The setup
| Site | Description | Repo |
|---|---|---|
| amandamashburn.com | Personal site. Who I am, what I do. | amandamashburn-com |
| docs.amandamashburn.com | Public knowledge base. Evergreen content. | docs |
| Component | Role |
|---|---|
| GoDaddy | DNS — routes traffic to the right place. |
| GitHub | Version control — all content lives in markdown files. |
| Vercel | Hosts the personal site. |
| Mintlify | Hosts the knowledge base. |
| Cloudflare R2 | Object storage — images and assets for both sites. |
Why build at all
I have quite a bit of knowledge I’d like to share — frameworks, notes, observations, etc. Until now, I haven’t shared it. The friction wasn’t a lack of ideas. It was that I didn’t have a system that felt right. There are out of the box solutions such as Squarespace, public Notion pages, Medium articles that would allow me to publish with minimal effort.
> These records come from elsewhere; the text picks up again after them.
//! Service registration.
//!
//! A plugin serves some subset of the three CSI role facets.  The
//! [`ServiceRegistry`] holds the implementation registered for each facet;
//! calls addressed to a facet with nothing registered are answered with
//! [`CsiError::Unimplemented`](crate::error::CsiError::Unimplemented) by the
//! server.

use std::fmt;
use std::sync::Arc;

use crate::controller::CsiController;
use crate::error::DriverError;
use crate::identity::CsiIdentity;
use crate::node::CsiNode;

/// One independently addressable group of CSI methods.
#[derive(Debug, Clone, Copy, PartialEq, Eq, Hash)]
pub enum Facet {
    Identity,
    Controller,
    Node,
}

impl Facet {
    /// Service name in the CSI contract, e.g. `csi.v1.Controller`.
    pub fn service_name(self) -> &'static str {
        match self {
            Self::Identity => "csi.v1.Identity",
            Self::Controller => "csi.v1.Controller",
            Self::Node => "csi.v1.Node",
        }
    }
}

impl fmt::Display for Facet {
    fn fmt(&self, f: &mut fmt::Formatter<'_>) -> fmt::Result {
        f.write_str(self.service_name())
    }
}

/// A set of facets.
#[derive(Debug, Clone, Copy, PartialEq, Eq, Default)]
pub struct FacetSet {
    identity: bool,
    controller: bool,
    node: bool,
}

impl FacetSet {
    /// No facets.
    pub const EMPTY: Self = Self {
        identity: false,
        controller: false,
        node: false,
    };

    /// Identity + Controller: a plugin that only manages volumes centrally.
    pub const CONTROL_PLANE: Self = Self::EMPTY.with(Facet::Identity).with(Facet::Controller);

    /// `self` plus `facet`.
    pub const fn with(self, facet: Facet) -> Self {
        match facet {
            Facet::Identity => Self {
                identity: true,
                ..self
            },
            Facet::Controller => Self {
                controller: true,
                ..self
            },
            Facet::Node => Self { node: true, ..self },
        }
    }

    pub const fn contains(self, facet: Facet) -> bool {
        match facet {
            Facet::Identity => self.identity,
            Facet::Controller => self.controller,
            Facet::Node => self.node,
        }
    }

    /// Members in contract order.
    pub fn iter(self) -> impl Iterator<Item = Facet> {
        [Facet::Identity, Facet::Controller, Facet::Node]
            .into_iter()
            .filter(move |f| self.contains(*f))
    }
}

/// Facet implementations attached to a server.
#[derive(Default)]
pub struct ServiceRegistry {
    identity: Option<Arc<dyn CsiIdentity>>,
    controller: Option<Arc<dyn CsiController>>,
    node: Option<Arc<dyn CsiNode>>,
}

impl ServiceRegistry {
    pub fn new() -> Self {
        Self::default()
    }

    pub fn register_identity(&mut self, svc: Arc<dyn CsiIdentity>) -> Result<(), DriverError> {
        Self::register(&mut self.identity, svc, Facet::Identity)
    }

    pub fn register_controller(
        &mut self,
        svc: Arc<dyn CsiController>,
    ) -> Result<(), DriverError> {
        Self::register(&mut self.controller, svc, Facet::Controller)
    }

    pub fn register_node(&mut self, svc: Arc<dyn CsiNode>) -> Result<(), DriverError> {
        Self::register(&mut self.node, svc, Facet::Node)
    }

    fn register<T: ?Sized>(
        slot: &mut Option<Arc<T>>,
        svc: Arc<T>,
        facet: Facet,
    ) -> Result<(), DriverError> {
        if slot.is_some() {
            return Err(DriverError::config(format!(
                "service {facet} is already registered"
            )));
        }
        *slot = Some(svc);
        Ok(())
    }

    pub fn identity(&self) -> Option<&Arc<dyn CsiIdentity>> {
        self.identity.as_ref()
    }

    pub fn controller(&self) -> Option<&Arc<dyn CsiController>> {
        self.controller.as_ref()
    }

    pub fn node(&self) -> Option<&Arc<dyn CsiNode>> {
        self.node.as_ref()
    }

    /// The facets that currently have an implementation.
    pub fn facets(&self) -> FacetSet {
        let mut set = FacetSet::EMPTY;
        if self.identity.is_some() {
            set = set.with(Facet::Identity);
        }
        if self.controller.is_some() {
            set = set.with(Facet::Controller);
        }
        if self.node.is_some() {
            set = set.with(Facet::Node);
        }
        set
    }
}

impl fmt::Debug for ServiceRegistry {
    fn fmt(&self, f: &mut fmt::Formatter<'_>) -> fmt::Result {
        f.debug_struct("ServiceRegistry")
            .field("facets", &self.facets())
            .finish()
    }
}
But they weren’t quite what I envisioned. That misalignment was a legitimate blocker. I couldn’t bring myself to pour evergreen content into a container that felt wrong. That is because infrastructure — the system through which knowledge is written, organized, and delivered — is as important as the content itself. The medium shapes the experience on both ends. For the author, a misaligned system creates friction that makes it hard to do the work. For the reader, a well-crafted experience is superior to something cobbled together. Think of a book. You can print the same words on cheap paper with a flimsy cover, or bind it in leather with pages that are pleasant to the eye and touch. The content is identical. The experience is not. Or think of power lines: overhead wires and buried cables deliver the same electricity, but one is more resilient, visually clean, more considered. The function is the same. The execution is not. In the end, I felt compelled to link up my own system rather than leverage a pre-built solution. I couldn’t begin sharing until the foundation felt right. Now it does.Design principles
A few values drove every decision: Portability. All content is in markdown files with version control. If any platform disappears tomorrow, I can move the files somewhere else. No proprietary formats. No content trapped in a database I don’t control. No vendor lock-in. Every component is swappable. Don’t like Vercel? Switch to Netlify or Cloudflare Pages. Mintlify not working out? Move the markdown to Docusaurus or Astro. The domain is mine. The content is mine. The services are just rendering layers. Separation of concerns. The personal site and knowledge base serve different purposes and audiences. Keeping them separate means each can evolve independently. I can redesign one without touching the other. Built to scale. The system is designed to grow. I can addshop.amandamashburn.com or tools.amandamashburn.com without rethinking the architecture. Spin up a new repo, add a DNS record, point it at a host. The pattern holds. No major rework required or tech debt to deal with down the line (theoretically).
Aesthetics matter. Functionality alone isn’t sufficient. Look and feel are equally important. The architecture diagram you see above went through several iterations until it matched the simplicity and clarity I wanted. That same attention applies to the sites themselves (including the parts you don’t see).